▶ _Assignment_
Going through the lines below, tally those that include "TaskAdvisor", and give only the number.

***** Exercise material

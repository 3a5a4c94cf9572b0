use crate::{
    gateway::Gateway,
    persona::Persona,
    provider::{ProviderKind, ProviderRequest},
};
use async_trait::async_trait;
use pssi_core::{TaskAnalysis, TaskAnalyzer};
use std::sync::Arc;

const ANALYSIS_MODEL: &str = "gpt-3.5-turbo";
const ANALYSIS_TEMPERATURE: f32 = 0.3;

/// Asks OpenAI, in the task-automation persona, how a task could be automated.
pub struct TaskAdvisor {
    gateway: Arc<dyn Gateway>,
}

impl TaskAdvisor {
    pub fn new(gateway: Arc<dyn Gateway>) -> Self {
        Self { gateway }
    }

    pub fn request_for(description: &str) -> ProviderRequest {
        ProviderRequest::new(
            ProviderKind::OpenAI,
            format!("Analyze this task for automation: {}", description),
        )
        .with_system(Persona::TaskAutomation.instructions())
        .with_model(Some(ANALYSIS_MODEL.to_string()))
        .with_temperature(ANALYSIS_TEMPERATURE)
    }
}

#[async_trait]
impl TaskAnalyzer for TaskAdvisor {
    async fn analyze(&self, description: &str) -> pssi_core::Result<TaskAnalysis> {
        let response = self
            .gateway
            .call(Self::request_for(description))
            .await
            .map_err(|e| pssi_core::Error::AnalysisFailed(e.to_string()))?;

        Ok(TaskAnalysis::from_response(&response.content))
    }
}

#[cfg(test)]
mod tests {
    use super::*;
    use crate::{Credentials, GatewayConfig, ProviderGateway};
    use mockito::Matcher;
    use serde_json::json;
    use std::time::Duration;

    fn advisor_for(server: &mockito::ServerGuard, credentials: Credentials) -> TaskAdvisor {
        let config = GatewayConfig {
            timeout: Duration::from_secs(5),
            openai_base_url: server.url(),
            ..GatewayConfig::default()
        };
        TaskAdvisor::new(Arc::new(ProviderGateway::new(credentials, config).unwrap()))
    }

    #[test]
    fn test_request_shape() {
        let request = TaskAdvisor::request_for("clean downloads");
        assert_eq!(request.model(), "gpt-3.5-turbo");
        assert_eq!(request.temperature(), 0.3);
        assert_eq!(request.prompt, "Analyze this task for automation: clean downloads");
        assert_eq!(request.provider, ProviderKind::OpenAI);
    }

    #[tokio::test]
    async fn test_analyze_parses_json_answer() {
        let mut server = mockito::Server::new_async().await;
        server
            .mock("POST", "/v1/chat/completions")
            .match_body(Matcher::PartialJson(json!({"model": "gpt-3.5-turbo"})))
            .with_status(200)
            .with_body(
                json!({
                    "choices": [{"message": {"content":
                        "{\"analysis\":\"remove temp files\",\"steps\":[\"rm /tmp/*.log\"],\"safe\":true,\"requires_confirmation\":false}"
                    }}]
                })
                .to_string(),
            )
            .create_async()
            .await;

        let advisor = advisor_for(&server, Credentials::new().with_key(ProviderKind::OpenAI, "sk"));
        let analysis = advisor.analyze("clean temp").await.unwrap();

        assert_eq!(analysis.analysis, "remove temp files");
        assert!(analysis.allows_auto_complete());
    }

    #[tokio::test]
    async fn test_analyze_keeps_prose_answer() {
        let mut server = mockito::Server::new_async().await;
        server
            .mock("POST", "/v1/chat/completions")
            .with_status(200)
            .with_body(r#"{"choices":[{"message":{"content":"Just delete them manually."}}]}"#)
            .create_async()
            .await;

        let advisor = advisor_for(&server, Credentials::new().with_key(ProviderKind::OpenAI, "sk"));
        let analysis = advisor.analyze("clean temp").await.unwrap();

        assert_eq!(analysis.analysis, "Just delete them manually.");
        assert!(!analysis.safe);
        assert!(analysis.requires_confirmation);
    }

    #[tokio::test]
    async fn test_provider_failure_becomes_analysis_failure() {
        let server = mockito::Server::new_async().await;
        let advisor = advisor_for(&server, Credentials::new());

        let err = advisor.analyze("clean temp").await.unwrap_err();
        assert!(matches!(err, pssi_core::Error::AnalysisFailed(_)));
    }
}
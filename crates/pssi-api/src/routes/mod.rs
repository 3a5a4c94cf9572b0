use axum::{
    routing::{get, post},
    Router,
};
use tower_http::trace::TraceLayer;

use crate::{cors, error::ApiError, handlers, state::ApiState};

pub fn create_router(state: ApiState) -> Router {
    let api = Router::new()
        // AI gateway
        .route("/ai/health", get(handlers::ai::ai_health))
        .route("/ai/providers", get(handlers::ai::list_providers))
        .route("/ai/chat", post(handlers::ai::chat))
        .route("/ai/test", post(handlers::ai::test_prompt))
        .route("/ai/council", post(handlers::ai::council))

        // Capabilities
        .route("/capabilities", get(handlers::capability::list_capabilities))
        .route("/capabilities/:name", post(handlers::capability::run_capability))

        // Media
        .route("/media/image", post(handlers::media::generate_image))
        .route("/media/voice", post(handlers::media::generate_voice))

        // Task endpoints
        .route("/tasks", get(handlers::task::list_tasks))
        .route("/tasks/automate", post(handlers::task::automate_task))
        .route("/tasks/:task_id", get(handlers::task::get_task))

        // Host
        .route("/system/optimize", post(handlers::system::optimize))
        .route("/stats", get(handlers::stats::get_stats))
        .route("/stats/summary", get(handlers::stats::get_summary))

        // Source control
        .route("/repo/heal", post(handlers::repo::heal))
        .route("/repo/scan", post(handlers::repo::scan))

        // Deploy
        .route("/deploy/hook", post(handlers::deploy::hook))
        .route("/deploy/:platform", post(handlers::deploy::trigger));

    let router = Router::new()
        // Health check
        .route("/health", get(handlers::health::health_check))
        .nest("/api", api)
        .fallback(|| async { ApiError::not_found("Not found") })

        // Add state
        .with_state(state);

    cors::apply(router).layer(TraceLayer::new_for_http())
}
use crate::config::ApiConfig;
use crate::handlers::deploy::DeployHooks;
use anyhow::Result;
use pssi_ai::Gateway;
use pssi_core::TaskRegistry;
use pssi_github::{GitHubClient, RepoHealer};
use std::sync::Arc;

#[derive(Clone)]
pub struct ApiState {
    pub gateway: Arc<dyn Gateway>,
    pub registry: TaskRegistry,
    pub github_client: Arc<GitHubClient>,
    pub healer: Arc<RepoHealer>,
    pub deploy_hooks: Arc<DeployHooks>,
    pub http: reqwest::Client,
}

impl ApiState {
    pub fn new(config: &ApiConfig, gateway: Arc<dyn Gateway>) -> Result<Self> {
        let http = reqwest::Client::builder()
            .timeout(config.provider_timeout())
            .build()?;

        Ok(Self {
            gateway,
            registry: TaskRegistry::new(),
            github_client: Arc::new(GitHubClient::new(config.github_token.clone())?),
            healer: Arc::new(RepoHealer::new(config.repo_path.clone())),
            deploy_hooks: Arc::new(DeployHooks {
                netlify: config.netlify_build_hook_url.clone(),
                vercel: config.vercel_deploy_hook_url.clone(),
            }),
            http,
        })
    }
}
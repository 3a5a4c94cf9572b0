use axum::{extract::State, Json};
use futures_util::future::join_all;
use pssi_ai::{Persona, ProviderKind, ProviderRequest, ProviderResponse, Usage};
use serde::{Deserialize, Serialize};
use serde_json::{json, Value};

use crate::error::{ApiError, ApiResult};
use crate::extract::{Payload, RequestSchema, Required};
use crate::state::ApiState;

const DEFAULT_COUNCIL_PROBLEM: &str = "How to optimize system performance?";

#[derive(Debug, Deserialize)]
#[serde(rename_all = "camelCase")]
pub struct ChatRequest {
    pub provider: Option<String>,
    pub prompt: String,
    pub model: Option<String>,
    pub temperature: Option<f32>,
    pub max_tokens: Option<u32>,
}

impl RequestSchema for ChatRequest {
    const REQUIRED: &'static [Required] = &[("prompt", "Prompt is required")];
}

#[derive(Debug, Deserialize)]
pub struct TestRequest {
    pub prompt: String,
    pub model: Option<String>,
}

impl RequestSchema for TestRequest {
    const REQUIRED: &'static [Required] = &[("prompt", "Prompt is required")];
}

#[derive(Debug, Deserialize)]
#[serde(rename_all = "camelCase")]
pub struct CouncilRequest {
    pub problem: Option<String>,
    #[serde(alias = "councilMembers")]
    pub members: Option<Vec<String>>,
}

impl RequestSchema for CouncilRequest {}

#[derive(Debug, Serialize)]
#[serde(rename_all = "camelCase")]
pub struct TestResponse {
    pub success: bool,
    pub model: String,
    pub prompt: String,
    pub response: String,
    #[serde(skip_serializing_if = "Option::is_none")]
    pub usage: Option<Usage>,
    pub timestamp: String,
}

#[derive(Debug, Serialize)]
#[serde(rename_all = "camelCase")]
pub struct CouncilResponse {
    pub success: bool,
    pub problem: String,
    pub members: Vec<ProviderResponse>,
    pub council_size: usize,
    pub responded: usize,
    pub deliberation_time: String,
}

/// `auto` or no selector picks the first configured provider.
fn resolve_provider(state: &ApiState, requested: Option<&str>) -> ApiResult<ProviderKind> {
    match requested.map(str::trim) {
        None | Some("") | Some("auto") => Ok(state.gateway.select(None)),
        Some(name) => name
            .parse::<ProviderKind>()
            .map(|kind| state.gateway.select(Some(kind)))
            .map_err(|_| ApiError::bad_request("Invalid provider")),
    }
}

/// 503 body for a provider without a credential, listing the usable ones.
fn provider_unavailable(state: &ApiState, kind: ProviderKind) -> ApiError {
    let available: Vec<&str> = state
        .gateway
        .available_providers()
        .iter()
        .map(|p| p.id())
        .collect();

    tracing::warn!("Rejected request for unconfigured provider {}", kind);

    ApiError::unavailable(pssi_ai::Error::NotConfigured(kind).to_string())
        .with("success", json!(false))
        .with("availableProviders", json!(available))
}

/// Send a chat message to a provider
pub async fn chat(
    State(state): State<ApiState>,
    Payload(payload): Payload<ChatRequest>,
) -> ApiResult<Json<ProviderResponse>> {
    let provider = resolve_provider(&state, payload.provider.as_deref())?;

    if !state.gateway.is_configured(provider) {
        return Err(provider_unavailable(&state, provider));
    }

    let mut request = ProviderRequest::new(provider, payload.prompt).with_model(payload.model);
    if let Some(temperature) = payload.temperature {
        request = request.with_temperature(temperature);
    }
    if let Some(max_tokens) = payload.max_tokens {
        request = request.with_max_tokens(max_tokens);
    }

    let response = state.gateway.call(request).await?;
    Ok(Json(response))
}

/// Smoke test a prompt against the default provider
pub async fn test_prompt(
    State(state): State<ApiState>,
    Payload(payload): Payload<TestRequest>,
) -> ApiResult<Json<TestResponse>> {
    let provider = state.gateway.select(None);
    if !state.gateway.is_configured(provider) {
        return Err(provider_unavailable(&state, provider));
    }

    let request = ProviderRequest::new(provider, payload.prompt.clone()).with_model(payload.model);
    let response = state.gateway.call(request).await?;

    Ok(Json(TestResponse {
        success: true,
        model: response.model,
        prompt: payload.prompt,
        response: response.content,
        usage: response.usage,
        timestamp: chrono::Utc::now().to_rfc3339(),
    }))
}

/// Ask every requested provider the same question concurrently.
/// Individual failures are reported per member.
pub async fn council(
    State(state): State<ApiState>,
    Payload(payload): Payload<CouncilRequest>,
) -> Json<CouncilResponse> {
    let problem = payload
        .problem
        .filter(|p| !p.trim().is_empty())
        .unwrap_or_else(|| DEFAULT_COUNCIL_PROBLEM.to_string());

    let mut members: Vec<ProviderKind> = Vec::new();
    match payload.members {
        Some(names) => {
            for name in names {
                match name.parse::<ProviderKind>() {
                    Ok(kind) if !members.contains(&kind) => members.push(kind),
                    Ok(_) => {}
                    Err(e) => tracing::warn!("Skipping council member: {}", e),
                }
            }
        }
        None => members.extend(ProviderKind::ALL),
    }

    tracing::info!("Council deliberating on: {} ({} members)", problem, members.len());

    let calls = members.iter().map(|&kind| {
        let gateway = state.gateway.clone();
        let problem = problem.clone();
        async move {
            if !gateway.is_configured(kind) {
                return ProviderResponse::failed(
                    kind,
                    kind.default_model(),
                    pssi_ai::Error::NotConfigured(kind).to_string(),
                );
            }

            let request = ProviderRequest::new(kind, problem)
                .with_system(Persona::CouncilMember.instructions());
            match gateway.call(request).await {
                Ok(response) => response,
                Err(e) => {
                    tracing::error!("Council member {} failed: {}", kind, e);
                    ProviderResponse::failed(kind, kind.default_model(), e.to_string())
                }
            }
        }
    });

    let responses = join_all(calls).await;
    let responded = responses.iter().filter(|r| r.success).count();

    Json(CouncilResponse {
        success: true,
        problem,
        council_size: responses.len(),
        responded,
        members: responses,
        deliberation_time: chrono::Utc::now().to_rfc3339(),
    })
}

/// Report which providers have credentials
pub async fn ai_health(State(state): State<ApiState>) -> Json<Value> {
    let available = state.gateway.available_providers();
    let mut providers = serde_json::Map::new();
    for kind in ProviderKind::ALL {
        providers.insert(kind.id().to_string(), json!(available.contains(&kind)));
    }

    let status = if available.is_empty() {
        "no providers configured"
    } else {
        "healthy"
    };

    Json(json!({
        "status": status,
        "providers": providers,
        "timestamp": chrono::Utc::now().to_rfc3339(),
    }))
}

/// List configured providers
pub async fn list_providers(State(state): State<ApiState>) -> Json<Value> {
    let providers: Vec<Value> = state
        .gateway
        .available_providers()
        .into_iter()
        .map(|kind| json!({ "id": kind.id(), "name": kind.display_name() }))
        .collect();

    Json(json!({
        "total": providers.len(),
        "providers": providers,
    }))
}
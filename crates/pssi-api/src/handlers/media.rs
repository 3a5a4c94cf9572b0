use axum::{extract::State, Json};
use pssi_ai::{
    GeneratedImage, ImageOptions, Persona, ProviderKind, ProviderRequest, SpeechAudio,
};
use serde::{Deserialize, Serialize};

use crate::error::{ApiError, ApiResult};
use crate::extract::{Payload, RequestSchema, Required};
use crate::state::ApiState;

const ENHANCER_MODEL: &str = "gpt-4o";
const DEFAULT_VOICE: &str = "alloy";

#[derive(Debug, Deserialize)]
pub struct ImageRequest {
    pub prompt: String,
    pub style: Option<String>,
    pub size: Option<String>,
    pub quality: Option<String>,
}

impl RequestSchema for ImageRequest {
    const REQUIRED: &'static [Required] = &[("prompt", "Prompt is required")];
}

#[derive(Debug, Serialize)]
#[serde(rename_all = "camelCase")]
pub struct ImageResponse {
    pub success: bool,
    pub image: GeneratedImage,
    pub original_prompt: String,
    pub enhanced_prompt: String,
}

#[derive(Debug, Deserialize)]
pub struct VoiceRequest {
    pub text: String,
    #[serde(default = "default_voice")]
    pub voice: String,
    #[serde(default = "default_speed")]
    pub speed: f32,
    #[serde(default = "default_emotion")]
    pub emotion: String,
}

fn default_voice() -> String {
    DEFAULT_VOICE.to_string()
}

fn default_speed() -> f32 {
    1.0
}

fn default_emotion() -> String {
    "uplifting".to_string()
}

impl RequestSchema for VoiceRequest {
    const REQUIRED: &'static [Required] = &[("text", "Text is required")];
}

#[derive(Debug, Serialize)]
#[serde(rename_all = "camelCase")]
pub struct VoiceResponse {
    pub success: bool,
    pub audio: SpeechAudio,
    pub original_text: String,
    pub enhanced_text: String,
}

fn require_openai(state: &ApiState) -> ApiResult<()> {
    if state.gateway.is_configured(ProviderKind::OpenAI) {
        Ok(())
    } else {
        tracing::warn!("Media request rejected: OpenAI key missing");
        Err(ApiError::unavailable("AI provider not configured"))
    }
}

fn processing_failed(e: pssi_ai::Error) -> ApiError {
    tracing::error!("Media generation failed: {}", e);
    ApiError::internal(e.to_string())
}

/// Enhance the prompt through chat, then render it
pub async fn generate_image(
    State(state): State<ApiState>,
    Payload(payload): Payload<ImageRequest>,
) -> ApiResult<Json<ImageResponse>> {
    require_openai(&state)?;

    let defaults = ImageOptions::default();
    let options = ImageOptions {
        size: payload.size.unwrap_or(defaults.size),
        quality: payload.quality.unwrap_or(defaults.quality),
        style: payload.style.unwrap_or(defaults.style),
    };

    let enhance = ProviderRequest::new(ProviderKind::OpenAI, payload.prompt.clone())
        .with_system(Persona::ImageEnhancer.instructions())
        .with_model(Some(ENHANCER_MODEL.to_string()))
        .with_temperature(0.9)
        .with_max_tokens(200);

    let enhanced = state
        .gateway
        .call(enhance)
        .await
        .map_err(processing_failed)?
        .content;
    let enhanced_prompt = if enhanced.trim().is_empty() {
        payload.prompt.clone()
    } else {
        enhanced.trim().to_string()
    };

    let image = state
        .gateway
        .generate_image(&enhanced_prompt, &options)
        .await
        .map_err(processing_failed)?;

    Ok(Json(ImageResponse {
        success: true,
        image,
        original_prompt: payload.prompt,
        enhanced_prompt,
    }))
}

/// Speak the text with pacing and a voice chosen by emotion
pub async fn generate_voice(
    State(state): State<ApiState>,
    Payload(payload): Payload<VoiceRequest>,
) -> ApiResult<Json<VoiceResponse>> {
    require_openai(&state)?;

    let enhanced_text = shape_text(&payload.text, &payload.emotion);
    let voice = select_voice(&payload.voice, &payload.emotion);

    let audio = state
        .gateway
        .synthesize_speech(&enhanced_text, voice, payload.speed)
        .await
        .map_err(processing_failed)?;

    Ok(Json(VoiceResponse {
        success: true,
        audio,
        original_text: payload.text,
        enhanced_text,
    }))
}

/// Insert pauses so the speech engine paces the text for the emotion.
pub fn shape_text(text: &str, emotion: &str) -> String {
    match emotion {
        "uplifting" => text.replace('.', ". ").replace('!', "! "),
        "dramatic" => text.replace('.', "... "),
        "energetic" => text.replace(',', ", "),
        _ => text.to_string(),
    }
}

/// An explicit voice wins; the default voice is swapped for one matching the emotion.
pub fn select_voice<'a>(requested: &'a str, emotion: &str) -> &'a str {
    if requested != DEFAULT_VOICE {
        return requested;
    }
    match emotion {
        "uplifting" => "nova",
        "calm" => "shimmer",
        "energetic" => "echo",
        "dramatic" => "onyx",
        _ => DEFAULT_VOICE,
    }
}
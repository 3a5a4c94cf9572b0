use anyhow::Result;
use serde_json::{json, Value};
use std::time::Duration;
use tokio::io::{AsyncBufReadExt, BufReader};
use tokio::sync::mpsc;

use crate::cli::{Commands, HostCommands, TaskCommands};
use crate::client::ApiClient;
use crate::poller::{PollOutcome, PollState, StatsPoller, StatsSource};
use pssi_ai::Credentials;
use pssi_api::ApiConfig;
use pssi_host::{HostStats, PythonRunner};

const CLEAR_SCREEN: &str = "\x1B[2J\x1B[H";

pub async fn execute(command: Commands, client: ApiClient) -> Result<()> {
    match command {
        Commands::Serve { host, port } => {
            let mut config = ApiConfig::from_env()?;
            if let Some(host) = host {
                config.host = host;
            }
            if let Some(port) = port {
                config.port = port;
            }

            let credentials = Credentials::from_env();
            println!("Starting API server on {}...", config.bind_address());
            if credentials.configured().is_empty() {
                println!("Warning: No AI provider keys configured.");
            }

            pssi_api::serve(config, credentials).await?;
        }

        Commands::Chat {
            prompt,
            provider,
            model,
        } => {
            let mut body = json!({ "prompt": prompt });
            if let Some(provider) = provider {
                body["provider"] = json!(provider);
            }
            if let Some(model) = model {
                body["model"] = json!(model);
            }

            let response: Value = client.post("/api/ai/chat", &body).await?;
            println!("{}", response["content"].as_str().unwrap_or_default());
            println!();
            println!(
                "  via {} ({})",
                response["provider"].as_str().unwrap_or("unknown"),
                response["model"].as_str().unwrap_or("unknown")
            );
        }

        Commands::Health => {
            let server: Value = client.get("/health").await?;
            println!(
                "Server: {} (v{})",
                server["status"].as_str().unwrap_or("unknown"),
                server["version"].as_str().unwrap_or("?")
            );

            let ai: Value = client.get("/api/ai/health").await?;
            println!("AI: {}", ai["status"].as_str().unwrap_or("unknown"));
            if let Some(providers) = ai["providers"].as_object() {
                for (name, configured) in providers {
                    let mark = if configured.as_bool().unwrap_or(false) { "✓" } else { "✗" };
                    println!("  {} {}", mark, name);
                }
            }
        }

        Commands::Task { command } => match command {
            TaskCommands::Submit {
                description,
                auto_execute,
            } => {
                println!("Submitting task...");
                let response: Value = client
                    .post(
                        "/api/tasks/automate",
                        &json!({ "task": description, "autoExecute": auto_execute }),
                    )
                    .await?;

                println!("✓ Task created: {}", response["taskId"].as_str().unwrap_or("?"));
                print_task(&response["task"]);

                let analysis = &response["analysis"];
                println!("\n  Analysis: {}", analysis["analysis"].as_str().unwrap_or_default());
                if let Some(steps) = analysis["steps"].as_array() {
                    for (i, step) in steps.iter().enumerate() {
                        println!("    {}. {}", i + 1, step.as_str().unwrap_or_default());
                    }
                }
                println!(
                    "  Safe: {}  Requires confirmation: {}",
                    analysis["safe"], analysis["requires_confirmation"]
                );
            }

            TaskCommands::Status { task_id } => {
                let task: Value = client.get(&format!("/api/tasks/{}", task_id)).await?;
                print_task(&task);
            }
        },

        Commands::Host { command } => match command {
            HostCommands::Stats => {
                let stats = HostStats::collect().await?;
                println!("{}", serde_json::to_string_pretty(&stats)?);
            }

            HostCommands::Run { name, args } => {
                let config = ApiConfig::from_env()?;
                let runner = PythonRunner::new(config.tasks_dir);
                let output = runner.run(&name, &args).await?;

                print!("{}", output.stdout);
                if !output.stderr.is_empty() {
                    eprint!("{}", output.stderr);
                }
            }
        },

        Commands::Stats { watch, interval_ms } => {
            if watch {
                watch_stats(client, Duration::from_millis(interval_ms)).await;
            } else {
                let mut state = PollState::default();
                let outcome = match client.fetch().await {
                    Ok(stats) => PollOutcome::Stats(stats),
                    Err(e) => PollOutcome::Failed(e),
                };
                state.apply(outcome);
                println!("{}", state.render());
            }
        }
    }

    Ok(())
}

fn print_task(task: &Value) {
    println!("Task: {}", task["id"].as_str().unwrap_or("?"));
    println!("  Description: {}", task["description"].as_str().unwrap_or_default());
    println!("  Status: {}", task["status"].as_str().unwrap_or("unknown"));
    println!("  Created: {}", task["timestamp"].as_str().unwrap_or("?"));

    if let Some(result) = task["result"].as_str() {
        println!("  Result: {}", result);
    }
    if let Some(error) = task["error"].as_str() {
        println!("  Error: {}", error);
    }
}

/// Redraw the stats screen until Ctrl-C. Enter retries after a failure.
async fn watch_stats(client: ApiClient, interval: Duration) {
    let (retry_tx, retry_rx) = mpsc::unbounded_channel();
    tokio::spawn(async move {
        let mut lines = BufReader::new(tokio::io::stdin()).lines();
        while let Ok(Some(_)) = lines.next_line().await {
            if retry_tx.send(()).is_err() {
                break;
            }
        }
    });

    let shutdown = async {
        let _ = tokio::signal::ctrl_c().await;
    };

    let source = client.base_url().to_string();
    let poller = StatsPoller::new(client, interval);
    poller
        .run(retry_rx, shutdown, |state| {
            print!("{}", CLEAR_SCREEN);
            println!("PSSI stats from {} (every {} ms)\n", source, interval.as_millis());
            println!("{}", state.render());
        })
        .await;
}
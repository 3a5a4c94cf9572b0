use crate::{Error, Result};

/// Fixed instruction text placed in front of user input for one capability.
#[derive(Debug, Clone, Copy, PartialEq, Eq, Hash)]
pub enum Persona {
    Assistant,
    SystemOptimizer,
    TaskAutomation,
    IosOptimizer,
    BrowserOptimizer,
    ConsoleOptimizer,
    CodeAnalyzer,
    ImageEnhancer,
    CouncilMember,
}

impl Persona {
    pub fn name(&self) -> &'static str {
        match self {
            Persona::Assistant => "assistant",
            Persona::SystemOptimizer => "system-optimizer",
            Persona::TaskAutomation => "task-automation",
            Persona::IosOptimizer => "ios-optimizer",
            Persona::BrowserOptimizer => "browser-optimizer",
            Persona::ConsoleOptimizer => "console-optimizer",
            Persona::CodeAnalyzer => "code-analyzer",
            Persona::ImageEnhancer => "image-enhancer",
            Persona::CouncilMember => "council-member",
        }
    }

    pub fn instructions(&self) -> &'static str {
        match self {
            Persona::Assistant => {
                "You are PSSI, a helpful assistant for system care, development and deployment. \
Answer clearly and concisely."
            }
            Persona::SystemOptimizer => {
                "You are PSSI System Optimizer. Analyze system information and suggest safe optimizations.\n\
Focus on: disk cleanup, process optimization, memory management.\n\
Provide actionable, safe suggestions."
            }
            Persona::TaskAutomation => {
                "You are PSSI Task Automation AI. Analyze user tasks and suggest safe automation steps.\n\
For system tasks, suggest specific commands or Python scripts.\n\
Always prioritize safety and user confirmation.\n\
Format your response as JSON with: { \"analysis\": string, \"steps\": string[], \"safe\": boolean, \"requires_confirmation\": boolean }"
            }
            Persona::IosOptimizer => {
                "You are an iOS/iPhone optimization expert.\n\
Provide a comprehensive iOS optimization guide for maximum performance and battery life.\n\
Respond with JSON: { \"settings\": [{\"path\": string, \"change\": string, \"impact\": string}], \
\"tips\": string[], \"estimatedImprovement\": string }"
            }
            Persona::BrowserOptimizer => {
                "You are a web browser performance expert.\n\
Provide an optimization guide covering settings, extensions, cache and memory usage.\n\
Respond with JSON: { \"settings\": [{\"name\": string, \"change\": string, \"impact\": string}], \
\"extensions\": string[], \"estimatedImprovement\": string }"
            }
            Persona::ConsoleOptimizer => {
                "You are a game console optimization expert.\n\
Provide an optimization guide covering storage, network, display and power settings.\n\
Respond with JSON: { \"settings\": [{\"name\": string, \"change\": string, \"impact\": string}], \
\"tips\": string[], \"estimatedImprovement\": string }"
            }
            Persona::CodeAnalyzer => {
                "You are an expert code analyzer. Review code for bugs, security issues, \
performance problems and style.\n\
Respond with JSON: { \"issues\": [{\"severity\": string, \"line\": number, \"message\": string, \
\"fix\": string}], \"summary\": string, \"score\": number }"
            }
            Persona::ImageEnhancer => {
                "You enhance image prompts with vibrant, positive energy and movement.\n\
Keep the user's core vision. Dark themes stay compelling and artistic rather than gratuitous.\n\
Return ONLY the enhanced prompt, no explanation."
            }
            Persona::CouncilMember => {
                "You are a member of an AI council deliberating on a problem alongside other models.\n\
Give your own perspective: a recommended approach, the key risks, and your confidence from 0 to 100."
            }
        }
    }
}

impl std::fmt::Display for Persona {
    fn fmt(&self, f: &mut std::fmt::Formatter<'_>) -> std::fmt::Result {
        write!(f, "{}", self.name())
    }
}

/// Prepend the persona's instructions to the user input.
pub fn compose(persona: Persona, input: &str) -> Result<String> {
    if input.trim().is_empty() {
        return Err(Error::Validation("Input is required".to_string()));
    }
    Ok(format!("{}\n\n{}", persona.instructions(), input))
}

**********

▶ _Output below_
6